Working data:
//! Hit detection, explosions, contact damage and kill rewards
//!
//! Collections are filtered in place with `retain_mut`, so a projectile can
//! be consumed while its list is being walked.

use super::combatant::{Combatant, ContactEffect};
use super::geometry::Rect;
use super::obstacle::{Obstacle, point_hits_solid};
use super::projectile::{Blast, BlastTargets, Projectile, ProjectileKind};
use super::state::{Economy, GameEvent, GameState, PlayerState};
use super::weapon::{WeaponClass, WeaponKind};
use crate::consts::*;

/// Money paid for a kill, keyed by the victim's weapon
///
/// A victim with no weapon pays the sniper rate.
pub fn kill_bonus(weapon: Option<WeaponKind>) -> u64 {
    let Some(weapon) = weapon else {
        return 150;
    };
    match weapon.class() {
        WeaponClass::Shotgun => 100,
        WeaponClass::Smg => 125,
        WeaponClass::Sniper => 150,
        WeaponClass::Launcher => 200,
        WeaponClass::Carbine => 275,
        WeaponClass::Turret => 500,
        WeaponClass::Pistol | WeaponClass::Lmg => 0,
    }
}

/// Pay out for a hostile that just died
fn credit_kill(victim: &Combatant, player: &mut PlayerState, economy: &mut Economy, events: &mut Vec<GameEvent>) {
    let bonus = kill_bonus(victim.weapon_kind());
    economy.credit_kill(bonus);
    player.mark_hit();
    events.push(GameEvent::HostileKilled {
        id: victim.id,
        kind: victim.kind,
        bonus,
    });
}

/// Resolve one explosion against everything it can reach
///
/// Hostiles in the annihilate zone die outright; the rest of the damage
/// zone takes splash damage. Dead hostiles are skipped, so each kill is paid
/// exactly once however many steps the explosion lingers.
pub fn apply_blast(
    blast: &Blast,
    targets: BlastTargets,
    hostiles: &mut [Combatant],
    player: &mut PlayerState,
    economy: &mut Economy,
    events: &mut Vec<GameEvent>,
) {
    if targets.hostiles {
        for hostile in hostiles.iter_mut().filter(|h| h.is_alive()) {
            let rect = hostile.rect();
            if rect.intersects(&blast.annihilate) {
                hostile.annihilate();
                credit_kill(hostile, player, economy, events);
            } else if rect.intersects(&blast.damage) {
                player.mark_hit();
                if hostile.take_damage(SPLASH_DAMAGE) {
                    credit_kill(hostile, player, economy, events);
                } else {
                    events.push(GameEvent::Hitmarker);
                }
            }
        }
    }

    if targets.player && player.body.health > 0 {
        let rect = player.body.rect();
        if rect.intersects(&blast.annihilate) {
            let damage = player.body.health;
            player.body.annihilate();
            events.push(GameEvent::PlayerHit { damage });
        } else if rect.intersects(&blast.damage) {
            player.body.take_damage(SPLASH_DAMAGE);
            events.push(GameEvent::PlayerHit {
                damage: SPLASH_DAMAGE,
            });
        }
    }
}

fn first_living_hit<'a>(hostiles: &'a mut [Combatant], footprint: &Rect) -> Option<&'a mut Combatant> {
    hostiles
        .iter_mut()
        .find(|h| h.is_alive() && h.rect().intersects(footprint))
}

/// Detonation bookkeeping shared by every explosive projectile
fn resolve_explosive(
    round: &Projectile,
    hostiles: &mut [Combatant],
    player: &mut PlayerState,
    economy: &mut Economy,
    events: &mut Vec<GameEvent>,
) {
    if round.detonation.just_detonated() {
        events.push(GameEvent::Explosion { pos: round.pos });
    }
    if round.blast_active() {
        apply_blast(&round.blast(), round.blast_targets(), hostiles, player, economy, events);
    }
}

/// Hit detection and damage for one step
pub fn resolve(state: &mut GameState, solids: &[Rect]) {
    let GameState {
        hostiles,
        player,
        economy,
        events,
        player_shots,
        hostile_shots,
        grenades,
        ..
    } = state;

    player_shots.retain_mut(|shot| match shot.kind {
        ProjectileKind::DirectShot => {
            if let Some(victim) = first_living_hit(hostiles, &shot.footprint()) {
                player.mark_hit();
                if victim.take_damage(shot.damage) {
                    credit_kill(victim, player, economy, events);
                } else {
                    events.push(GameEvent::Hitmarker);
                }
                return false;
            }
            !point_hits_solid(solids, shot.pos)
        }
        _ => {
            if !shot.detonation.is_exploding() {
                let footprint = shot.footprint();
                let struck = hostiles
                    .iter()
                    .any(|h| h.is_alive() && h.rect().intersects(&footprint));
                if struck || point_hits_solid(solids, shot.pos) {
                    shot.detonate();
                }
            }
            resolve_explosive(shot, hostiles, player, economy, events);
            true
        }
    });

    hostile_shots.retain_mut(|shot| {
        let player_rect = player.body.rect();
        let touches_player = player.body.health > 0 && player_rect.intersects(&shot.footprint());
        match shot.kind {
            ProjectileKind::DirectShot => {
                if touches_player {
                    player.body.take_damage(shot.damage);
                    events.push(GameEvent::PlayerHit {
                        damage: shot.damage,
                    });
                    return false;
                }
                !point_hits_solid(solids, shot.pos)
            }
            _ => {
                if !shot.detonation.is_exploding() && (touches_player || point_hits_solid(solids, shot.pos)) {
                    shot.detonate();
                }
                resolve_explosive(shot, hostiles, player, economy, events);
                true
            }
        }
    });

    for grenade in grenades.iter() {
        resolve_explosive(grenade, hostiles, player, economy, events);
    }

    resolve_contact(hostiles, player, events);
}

What to do: Where a line in the listing above contains "GameEvent", copy that line.

Result of the task:
use super::state::{Economy, GameEvent, GameState, PlayerState};
fn credit_kill(victim: &Combatant, player: &mut PlayerState, economy: &mut Economy, events: &mut Vec<GameEvent>) {
    events.push(GameEvent::HostileKilled {
    events: &mut Vec<GameEvent>,
                    events.push(GameEvent::Hitmarker);
            events.push(GameEvent::PlayerHit { damage });
            events.push(GameEvent::PlayerHit {
    events: &mut Vec<GameEvent>,
        events.push(GameEvent::Explosion { pos: round.pos });
                    events.push(GameEvent::Hitmarker);
                    events.push(GameEvent::PlayerHit {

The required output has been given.